Proximity to large populations is particularly important to the e-commerce companies whose fulfillment operations are driving much of the current boom in industrial development, says Gene Preston, Dermody Properties’ East Region partner. That proximity is becoming increasingly important as e-commerce companies become ever-more aggressive with their delivery windows, moving from promises of two-day delivery to same-day delivery.
Also strengthening the location’s appeal is the availability of a sizable labor force within a 20-minute commute from nearby Philadelphia and Camden. As labor supplies tighten nationally, the number of job seekers in the region remains relatively high. The jobless rate in Philadelphia, for instance, runs more than a percentage point higher than the national rate, and Preston notes the region provides a workforce that brings diversified skills, education and racial and ethnic makeup.
Dermody Properties bought the land in 2005 and worked closely with the New Jersey Department of Environmental Protection to execute a waterfront master plan for the property, which includes extensive wetlands that surround the upland building sites.
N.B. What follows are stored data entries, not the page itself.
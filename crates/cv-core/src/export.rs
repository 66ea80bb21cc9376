//! Export gating and the collaborator seam.
//!
//! Export is permitted only when aggregate validation passes — completion
//! percentage never overrides a validation failure. The actual document
//! production (PDF/DOCX) happens outside this core; a failed backend simply
//! returns its error to the caller, which may re-invoke.

use serde::{Deserialize, Serialize};
use tracing::{info, warn};

use crate::errors::ExportError;
use crate::models::cv::Cv;
use crate::models::settings::TemplateId;
use crate::render::contract::{template_for, RenderOptions};
use crate::render::tree::RenderTree;

/// The handoff to the external document producer: the rendered tree plus
/// the template that produced it.
#[derive(Debug, Clone, PartialEq, Serialize, Deserialize)]
pub struct ExportRequest {
    pub template: TemplateId,
    pub tree: RenderTree,
}

/// External collaborator that turns a rendered tree into a binary document.
/// Synchronous from this core's point of view; retries and cancellation are
/// the caller's concern.
pub trait DocumentExporter {
    fn export(&self, request: &ExportRequest) -> Result<Vec<u8>, ExportError>;
}

/// Validates, gates, and renders. Returns the export-ready request, or
/// `ExportError::Blocked` with the full error list when the CV is invalid.
pub fn prepare_export(
    cv: &Cv,
    template: TemplateId,
    options: &RenderOptions,
) -> Result<ExportRequest, ExportError> {
    let result = crate::validation::validate_cv(cv);
    if !result.is_valid {
        warn!(
            cv_id = %cv.id,
            error_count = result.errors.len(),
            "export blocked by validation"
        );
        return Err(ExportError::Blocked(result.errors));
    }

    let tree = template_for(template).render(cv, options);
    info!(cv_id = %cv.id, template = ?template, "export prepared");
    Ok(ExportRequest { template, tree })
}

#[cfg(test)]
mod tests {
    use super::*;
    use crate::errors::summarize_blockers;
    use crate::fixtures::{minimal_cv, sample_cv};

    struct StubExporter {
        fail: bool,
    }

    impl DocumentExporter for StubExporter {
        fn export(&self, request: &ExportRequest) -> Result<Vec<u8>, ExportError> {
            if self.fail {
                Err(ExportError::Backend("renderer crashed".to_string()))
            } else {
                Ok(format!("{:?}", request.template).into_bytes())
            }
        }
    }

    #[test]
    fn test_valid_cv_exports_with_requested_template() {
        let request =
            prepare_export(&sample_cv(), TemplateId::Creative, &RenderOptions::default())
                .expect("sample CV is valid");
        assert_eq!(request.template, TemplateId::Creative);
        assert_eq!(request.tree.template, TemplateId::Creative);
    }

    #[test]
    fn test_invalid_cv_blocked_with_errors() {
        let err = prepare_export(&minimal_cv(), TemplateId::Modern, &RenderOptions::default())
            .unwrap_err();
        match err {
            ExportError::Blocked(errors) => {
                assert!(!errors.is_empty());
                let summary = summarize_blockers(&errors, 2);
                assert!(summary.len() <= 3);
            }
            other => panic!("expected Blocked, got {other}"),
        }
    }

    #[test]
    fn test_completion_never_overrides_validation() {
        // Checklist-complete but cross-field invalid: still blocked.
        let mut cv = sample_cv();
        cv.experience[0].current = false;
        cv.experience[0].start_date = "2022-06".to_string();
        cv.experience[0].end_date = Some("2020-01".to_string());
        assert_eq!(crate::completion::compute_completion(&cv).percentage, 100);
        assert!(matches!(
            prepare_export(&cv, TemplateId::Modern, &RenderOptions::default()),
            Err(ExportError::Blocked(_))
        ));
    }

    #[test]
    fn test_backend_failure_surfaces_to_caller() {
        let request =
            prepare_export(&sample_cv(), TemplateId::Modern, &RenderOptions::default()).unwrap();
        let err = StubExporter { fail: true }.export(&request).unwrap_err();
        assert!(matches!(err, ExportError::Backend(_)));

        let bytes = StubExporter { fail: false }.export(&request).unwrap();
        assert!(!bytes.is_empty());
    }
}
The developer then took advantage of the construction slowdown during the Great Recession to complete storm basins and other infrastructure required by the waterfront plan.
“We got it done at a time when contractors were looking for work,” says Mascaro.
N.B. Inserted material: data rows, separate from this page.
//! Rendering preferences and the settings resolver.
//!
//! Defaults are resolved once, when a CV is constructed — call sites never
//! fall back field-by-field.

use serde::{Deserialize, Serialize};

use crate::models::entities::SectionKey;

/// Identifier of a registered template implementation.
#[derive(Debug, Clone, Copy, Default, PartialEq, Eq, Hash, Serialize, Deserialize)]
#[serde(rename_all = "snake_case")]
pub enum TemplateId {
    #[default]
    Modern,
    Classic,
    Creative,
}

#[derive(Debug, Clone, Copy, Default, PartialEq, Eq, Serialize, Deserialize)]
#[serde(rename_all = "snake_case")]
pub enum Theme {
    #[default]
    Light,
    Dark,
    System,
}

#[derive(Debug, Clone, Copy, Default, PartialEq, Eq, Serialize, Deserialize)]
#[serde(rename_all = "snake_case")]
pub enum AccentColor {
    Slate,
    #[default]
    Blue,
    Teal,
    Burgundy,
    Forest,
}

#[derive(Debug, Clone, Copy, Default, PartialEq, Eq, Serialize, Deserialize)]
#[serde(rename_all = "snake_case")]
pub enum FontSize {
    Small,
    #[default]
    Medium,
    Large,
}

#[derive(Debug, Clone, Copy, Default, PartialEq, Eq, Serialize, Deserialize)]
#[serde(rename_all = "snake_case")]
pub enum Spacing {
    Compact,
    #[default]
    Normal,
    Relaxed,
}

/// Fallback section display order. Sections missing from a CV's
/// `sections_order` are appended in this order.
pub const DEFAULT_SECTION_ORDER: &[SectionKey] = &[
    SectionKey::Experience,
    SectionKey::Education,
    SectionKey::Skills,
    SectionKey::Projects,
    SectionKey::Certifications,
    SectionKey::Languages,
    SectionKey::Awards,
    SectionKey::Publications,
    SectionKey::Volunteer,
    SectionKey::References,
    SectionKey::CustomSections,
];

/// Resolved rendering preferences. Every field has a concrete value.
#[derive(Debug, Clone, PartialEq, Serialize, Deserialize)]
pub struct CvSettings {
    pub template: TemplateId,
    pub theme: Theme,
    pub accent: AccentColor,
    pub font_size: FontSize,
    pub spacing: Spacing,
    /// Canonical section display order consumed by every template.
    pub sections_order: Vec<SectionKey>,
}

impl Default for CvSettings {
    fn default() -> Self {
        CvSettings {
            template: TemplateId::default(),
            theme: Theme::default(),
            accent: AccentColor::default(),
            font_size: FontSize::default(),
            spacing: Spacing::default(),
            sections_order: DEFAULT_SECTION_ORDER.to_vec(),
        }
    }
}

/// User-provided settings fragment, as sent by the form layer. Every field
/// is optional; `resolve_settings` merges it over the defaults.
#[derive(Debug, Clone, Default, PartialEq, Serialize, Deserialize)]
#[serde(default)]
pub struct CvSettingsPatch {
    pub template: Option<TemplateId>,
    pub theme: Option<Theme>,
    pub accent: Option<AccentColor>,
    pub font_size: Option<FontSize>,
    pub spacing: Option<Spacing>,
    pub sections_order: Option<Vec<SectionKey>>,
}

/// Merges a user patch over `CvSettings::default()`.
pub fn resolve_settings(patch: CvSettingsPatch) -> CvSettings {
    let defaults = CvSettings::default();
    CvSettings {
        template: patch.template.unwrap_or(defaults.template),
        theme: patch.theme.unwrap_or(defaults.theme),
        accent: patch.accent.unwrap_or(defaults.accent),
        font_size: patch.font_size.unwrap_or(defaults.font_size),
        spacing: patch.spacing.unwrap_or(defaults.spacing),
        sections_order: patch.sections_order.unwrap_or(defaults.sections_order),
    }
}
Dermody worked closely with Logan Township officials on the project, but the development was completed without incentives from local governments. Logan Township officials, Mascaro explains, were so confident that the project made sufficient economic sense on its own that they didn’t see the need to provide financial assistance to Dermody.
As it nears buildout, LogistiCenter at Logan now includes 14 buildings totaling 4.3 million square feet. Only two sites – one for a 193,400-square-foot building and the other for a 369,000-square-foot building – remain available for sale or lease. Preston says Dermody expects to complete both buildings in 2018.
Construction began in April 2017 on the concrete tilt-wall building that would be leased by Kenco. The schedule enabled the structure to be buttoned up before the arrival of winter weather and cleared the way for the building’s completion in January 2018. Equally important for Kenco, the building was one of very few available in the southern New Jersey market. Like many markets across the nation, it has tightened substantially in the past 18 months.
The general contractor on the project was Blue Rock Construction, which has worked on 13 projects for Dermody Properties, seven at the LogistiCenter at Logan.
“We have a great relationship with them,” says Preston. “Our conversations with them rely on a lot of shorthand because we’ve worked together for 13 years.”
John Seelmeyer is a business writer and editor based in Reno, Nevada.